Une note confidentielle écrite le 8 février 2011 par Hervé Biosser, directeur de l’Ecole centrale de Paris, et adressée à Bernard Belloc, le conseiller de l’Elysée chargé de l’enseignement supérieur, vient pourtant confirmer notre récit. Cette note nous a été fournie par un haut fonctionnaire qui travaille dans une direction du ministère de l’enseignement supérieur – celui-là même qui nous avait initialement informé. Elle a assez largement circulé et est aussi entre les mains de plusieurs responsables des différentes Ecoles normales supérieures.

Ordre écrit demandé à l’Elysée

D’abord, cette note est adressée à Bernard Belloc, conseiller de Nicolas Sarkozy. Elle vient donc confirmer ce que nous avions écrit : c’est l’Elysée qui a suivi l’affaire de bout en bout, pour imposer une solution qui n’avait pas les faveurs des différentes écoles et des responsables du concours.

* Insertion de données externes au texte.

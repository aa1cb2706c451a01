use std::fmt;
use std::path::PathBuf;

/// External collaborator a request was addressed to.
#[derive(Clone, Copy, Debug, PartialEq, Eq)]
pub enum Service {
    Embedding,
    Generation,
    VectorIndex,
}

impl fmt::Display for Service {
    fn fmt(&self, f: &mut fmt::Formatter<'_>) -> fmt::Result {
        let name = match self {
            Self::Embedding => "embedding service",
            Self::Generation => "generation service",
            Self::VectorIndex => "vector index",
        };
        f.write_str(name)
    }
}

#[derive(Debug, thiserror::Error)]
pub enum RagError {
    #[error("configuration error: {0}")]
    Config(String),

    #[error("{service} timed out after {secs}s")]
    Timeout { service: Service, secs: u64 },

    #[error("{service} request failed: {message}")]
    Transport { service: Service, message: String },

    #[error("{service} returned status {status}: {body}")]
    Status {
        service: Service,
        status: u16,
        body: String,
    },

    #[error("{service} response decode failed: {message}")]
    Decode { service: Service, message: String },

    #[error("{service} returned an empty response")]
    EmptyResponse { service: Service },

    #[error("course catalog is not loaded")]
    CatalogUnavailable,
}

impl RagError {
    #[must_use]
    pub fn service(&self) -> Option<Service> {
        match self {
            Self::Config(_) | Self::CatalogUnavailable => None,
            Self::Timeout { service, .. }
            | Self::Transport { service, .. }
            | Self::Status { service, .. }
            | Self::Decode { service, .. }
            | Self::EmptyResponse { service } => Some(*service),
        }
    }

    #[must_use]
    pub fn is_not_found(&self) -> bool {
        matches!(self, Self::Status { status: 404, .. })
    }
}

#[derive(Debug, thiserror::Error)]
pub enum CatalogError {
    #[error("no catalog file found (tried: {})", display_paths(.0))]
    NotFound(Vec<PathBuf>),

    #[error("failed to read catalog {path}: {source}")]
    Io {
        path: PathBuf,
        #[source]
        source: std::io::Error,
    },

    #[error("malformed catalog: {0}")]
    Csv(#[from] csv::Error),

    #[error("catalog is missing required column `{0}`")]
    MissingColumn(&'static str),
}

fn display_paths(paths: &[PathBuf]) -> String {
    paths
        .iter()
        .map(|p| p.display().to_string())
        .collect::<Vec<_>>()
        .join(", ")
}

pub type Result<T> = std::result::Result<T, RagError>;
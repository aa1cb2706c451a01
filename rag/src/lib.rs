mod assistant;
mod build_prompt;
mod catalog;
mod config;
mod embed_texts;
mod error;
mod extract_code;
mod find_course;
mod format_answer;
mod generate;
mod http;
mod index_catalog;
mod retrieve_courses;
mod smalltalk;
mod store_qdrant;

pub use assistant::{failure_message, AnswerKind, AnswerResult, Assistant, Resolution, Source};
pub use build_prompt::{build_grounded_prompt, format_context, ChatTurn, Message, Role, REFUSAL};
pub use catalog::{Catalog, CourseRecord, ProgramRequirement};
pub use config::{Config, LlmEndpoint, Provider};
pub use embed_texts::{embed_query, Embedder, HttpEmbedder};
pub use error::{CatalogError, RagError, Result, Service};
pub use extract_code::{extract_code, normalize_code};
pub use find_course::find_course;
pub use format_answer::format_course_answer;
pub use generate::{generate_answer, ChatModel, HttpChatModel};
pub use index_catalog::{course_document, index_catalog, CourseDocument};
pub use retrieve_courses::{retrieve_courses, RetrievedDocument};
pub use smalltalk::{smalltalk_reply, Smalltalk, BOT_NAME};
pub use store_qdrant::{point_id, CoursePoint, QdrantIndex, VectorIndex};
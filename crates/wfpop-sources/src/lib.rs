//! Source adapters for the workflow popularity harvester.
//!
//! Each adapter turns one `(keyword, region)` lookup against its upstream into
//! zero or more [`CanonicalRecord`]s. Adapters never return errors: upstream
//! failures are logged and yield an empty or partial [`SourceBatch`].

use async_trait::async_trait;
use wfpop_core::{CanonicalRecord, Platform};

pub mod error;
pub mod forum;
pub mod http;
pub(crate) mod retry;
pub mod trends;
pub mod youtube;

pub use error::SourceError;
pub use forum::ForumAdapter;
pub use http::HttpSettings;
pub use trends::{growth_pct, series_stats, SeriesStats, TrendsAdapter};
pub use youtube::YoutubeAdapter;

/// Records produced by one adapter call.
#[derive(Debug, Clone, Default, PartialEq)]
pub struct SourceBatch {
    pub records: Vec<CanonicalRecord>,
    /// Set when any upstream call in the batch was rejected for rate or quota.
    pub throttled: bool,
}

impl SourceBatch {
    /// An empty batch, flagged throttled when the failure was a rate limit.
    #[must_use]
    pub fn failed(throttled: bool) -> Self {
        Self {
            records: Vec::new(),
            throttled,
        }
    }
}

#[async_trait]
pub trait SourceAdapter: Send + Sync {
    fn platform(&self) -> Platform;

    async fn fetch(&self, keyword: &str, region: &str) -> SourceBatch;
}
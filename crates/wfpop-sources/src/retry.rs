//! Retry with exponential back-off and jitter for upstream HTTP calls.
//!
//! Only transient failures are retried. Rate-limit rejections are returned
//! immediately so the orchestrator can decide how long to cool down.

use std::future::Future;
use std::time::Duration;

use crate::error::SourceError;

const MAX_DELAY_MS: u64 = 60_000;

/// Returns `true` for errors that are worth retrying after a back-off delay.
///
/// **Retriable:** timeouts, connection failures and 5xx responses.
///
/// **Not retriable:** [`SourceError::RateLimited`], other non-2xx statuses,
/// malformed bodies and configuration errors.
pub(crate) fn is_retriable(err: &SourceError) -> bool {
    match err {
        SourceError::Http(e) => {
            e.is_timeout() || e.is_connect() || e.status().is_some_and(|s| s.is_server_error())
        }
        SourceError::UnexpectedStatus { status, .. } => (500..600).contains(status),
        SourceError::RateLimited { .. }
        | SourceError::Deserialize { .. }
        | SourceError::InvalidBaseUrl { .. }
        | SourceError::MissingCredential(_) => false,
    }
}

/// Runs `operation` with up to `max_retries` additional attempts on transient errors.
///
/// The delay before retry `n` is `backoff_base_ms * 2^(n-1)` with ±25 % jitter,
/// capped at 60 s.
pub(crate) async fn retry_with_backoff<T, F, Fut>(
    max_retries: u32,
    backoff_base_ms: u64,
    mut operation: F,
) -> Result<T, SourceError>
where
    F: FnMut() -> Fut,
    Fut: Future<Output = Result<T, SourceError>>,
{
    let mut attempt = 0u32;
    loop {
        match operation().await {
            Ok(value) => return Ok(value),
            Err(err) => {
                if !is_retriable(&err) || attempt >= max_retries {
                    return Err(err);
                }
                attempt += 1;
                let delay_ms = jittered_delay_ms(backoff_base_ms, attempt);
                tracing::warn!(
                    attempt,
                    max_retries,
                    delay_ms,
                    error = %err,
                    "transient upstream error, retrying after back-off"
                );
                tokio::time::sleep(Duration::from_millis(delay_ms)).await;
            }
        }
    }
}

#[allow(
    clippy::cast_possible_truncation,
    clippy::cast_sign_loss,
    clippy::cast_precision_loss
)]
fn jittered_delay_ms(backoff_base_ms: u64, attempt: u32) -> u64 {
    let computed = backoff_base_ms.saturating_mul(1u64 << attempt.saturating_sub(1).min(10));
    let capped = computed.min(MAX_DELAY_MS);
    (capped as f64 * (rand::random::<f64>() * 0.5 + 0.75)) as u64
}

 Comme nous l’écrivions aussi, le directeur de Centrale souligne qu’une première solution avait été envisagée, consistant à déplacer les dates de concours, mais que cela s’est très vite avéré impossible. Cette solution, écrit le directeur, est « juridiquement très risquée ». Puis, ensuite, il étudie les risques que présenterait une solution de « confinement », permettant une solution de composition décalée des candidats.

Au moment de la rédaction de cette note, il évoque ainsi une solution de décalage, éventuellement de plusieurs jours. Mais il en pointe aussitôt tous les risques. « En accord avec la loi informatique et liberté, nous ne disposons pas dans nos fichiers de la religion des candidats », écrit-il en particulier. Et là encore, il fait valoir que les risques de recours sont très nombreux, pouvant conduire à l’annulation des concours concernés.

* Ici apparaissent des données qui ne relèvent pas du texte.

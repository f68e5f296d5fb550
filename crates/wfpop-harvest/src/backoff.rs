//! Cooldown policy between harvest units.
//!
//! Upstream quotas are respected by sleeping between units. How long depends
//! on what the previous unit did: a steady pacing delay after success, an
//! escalating cooldown after consecutive failures, and a fixed long cooldown
//! after a rate-limit rejection.

use std::time::Duration;

use async_trait::async_trait;
use rand::Rng;
use wfpop_core::Platform;

#[derive(Debug, Clone, PartialEq)]
pub struct BackoffPolicy {
    /// Delay after a successful unit.
    pub pacing: Duration,
    /// Upper bound of the uniform random delay added to `pacing`.
    pub jitter: Duration,
    /// Delay after the first failed unit in a row.
    pub failure_cooldown: Duration,
    /// Factor applied per additional consecutive failure.
    pub escalation_multiplier: f64,
    /// Ceiling for the escalated failure cooldown.
    pub max_cooldown: Duration,
    /// Delay after the upstream rejected a unit for rate or quota.
    pub rate_limit_cooldown: Duration,
    /// How many times a throttled unit is re-fetched before moving on.
    pub max_retries: u32,
}

impl BackoffPolicy {
    #[must_use]
    pub fn for_platform(platform: Platform) -> Self {
        match platform {
            Platform::Youtube => Self {
                pacing: Duration::from_millis(500),
                jitter: Duration::ZERO,
                failure_cooldown: Duration::from_secs(2),
                escalation_multiplier: 2.0,
                max_cooldown: Duration::from_secs(60),
                rate_limit_cooldown: Duration::from_secs(60),
                max_retries: 1,
            },
            Platform::Forum => Self {
                pacing: Duration::from_secs(1),
                jitter: Duration::ZERO,
                failure_cooldown: Duration::from_secs(5),
                escalation_multiplier: 2.0,
                max_cooldown: Duration::from_secs(120),
                rate_limit_cooldown: Duration::from_secs(60),
                max_retries: 1,
            },
            // Trends has no published quota and blocks aggressive clients.
            Platform::Google => Self {
                pacing: Duration::from_secs(15),
                jitter: Duration::from_secs(10),
                failure_cooldown: Duration::from_secs(60),
                escalation_multiplier: 2.0,
                max_cooldown: Duration::from_secs(600),
                rate_limit_cooldown: Duration::from_secs(120),
                max_retries: 1,
            },
        }
    }

    /// Steady-state delay: `pacing` plus a uniform draw from `[0, jitter]`.
    #[must_use]
    pub fn pacing_delay(&self) -> Duration {
        if self.jitter.is_zero() {
            return self.pacing;
        }
        let extra_ms = rand::rng().random_range(0..=duration_ms(self.jitter));
        self.pacing + Duration::from_millis(extra_ms)
    }

    /// Cooldown after `consecutive_failures` failed units in a row (>= 1).
    #[must_use]
    #[allow(
        clippy::cast_possible_truncation,
        clippy::cast_sign_loss,
        clippy::cast_precision_loss
    )]
    pub fn failure_delay(&self, consecutive_failures: u32) -> Duration {
        let cap = self.max_cooldown.max(self.failure_cooldown);
        let exponent = i32::try_from(consecutive_failures.saturating_sub(1)).unwrap_or(i32::MAX);
        let factor = self.escalation_multiplier.max(1.0).powi(exponent);
        let scaled_ms = duration_ms(self.failure_cooldown) as f64 * factor;
        if !scaled_ms.is_finite() || scaled_ms >= duration_ms(cap) as f64 {
            return cap;
        }
        Duration::from_millis(scaled_ms.round() as u64)
    }

    #[must_use]
    pub fn rate_limit_delay(&self) -> Duration {
        self.rate_limit_cooldown
    }
}

fn duration_ms(d: Duration) -> u64 {
    u64::try_from(d.as_millis()).unwrap_or(u64::MAX)
}

/// Suspension point used for every cooldown, so tests can observe delays
/// without real time passing.
#[async_trait]
pub trait Sleeper: Send + Sync {
    async fn sleep(&self, duration: Duration);
}

#[derive(Debug, Clone, Copy, Default)]
pub struct TokioSleeper;

#[async_trait]
impl Sleeper for TokioSleeper {
    async fn sleep(&self, duration: Duration) {
        tokio::time::sleep(duration).await;
    }
}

Le directeur évoque aussi « l’aspect médiatique » de l’équation : « Nous réaffirmons ici que, si une solution de confinement était retenue, cela à coup sûr se saurait et il y aurait très certainement des recours en justice. Les conséquences médiatiques seraient alors très lourdes pour toutes les parties concernées sans exception : de notre point de vue, elles doivent impérativement être prises en compte dans le choix d’une solution. » «Nous réaffirmons… » Le directeur s’exprime comme s’il était las de répéter une évidence qu’il a déjà eu l’occasion de formuler devant son interlocuteur mais que ce dernier ne veut décidément pas entendre.

Bref, la lecture de la note donne le sentiment que le directeur de Centrale sait que la décision ne lui appartiendra pas – pas plus qu’aux responsables du concours – et qu’il craint un caprice de l’Elysée, alors que tous les arguments de bon sens jouent en faveur d’un rejet de ce dispositif. Ce sentiment désabusé perce au travers de la dernière remarque : « Quelle que soit la solution retenue, il est impératif que cette décision soit notifiée de façon officielle et par écrit au Président du Jury du Concours Centrale-Supélec et au Directeur l’Ecole Centrale Paris en tant que Directeur de l’établissement organisateur de ce Concours. »

Un ordre écrit : dans la haute fonction publique, c’est l’usage de demander cette protection dès lors que l’on sent venir une décision qui va à l’encontre des pratiques ou des usages républicains. Dès notre premier article, nous avions d’ailleurs relevé que les directeurs concernés avait demandé un tel ordre écrit.

C’est donc après cette note – et une seconde qui aurait été réalisée pour l’autre concours par un conseiller d’Etat – que l’Elysée aurait finalement penché pour une solution de confinement, mais étalé sur une période plus courte que celle évoquée par le directeur de l’Ecole centrale.

Maintenant que le secret a été brisé, le dispositif est-il donc annulé? C’est vraisemblablement ce que suggèrent les démentis embarrassés (voir notre boîte noire) de deux responsables des concours concernés. Car l’affaire a effectivement suscité beaucoup de critiques, y compris dans la communauté juive, attachée à la laïcité.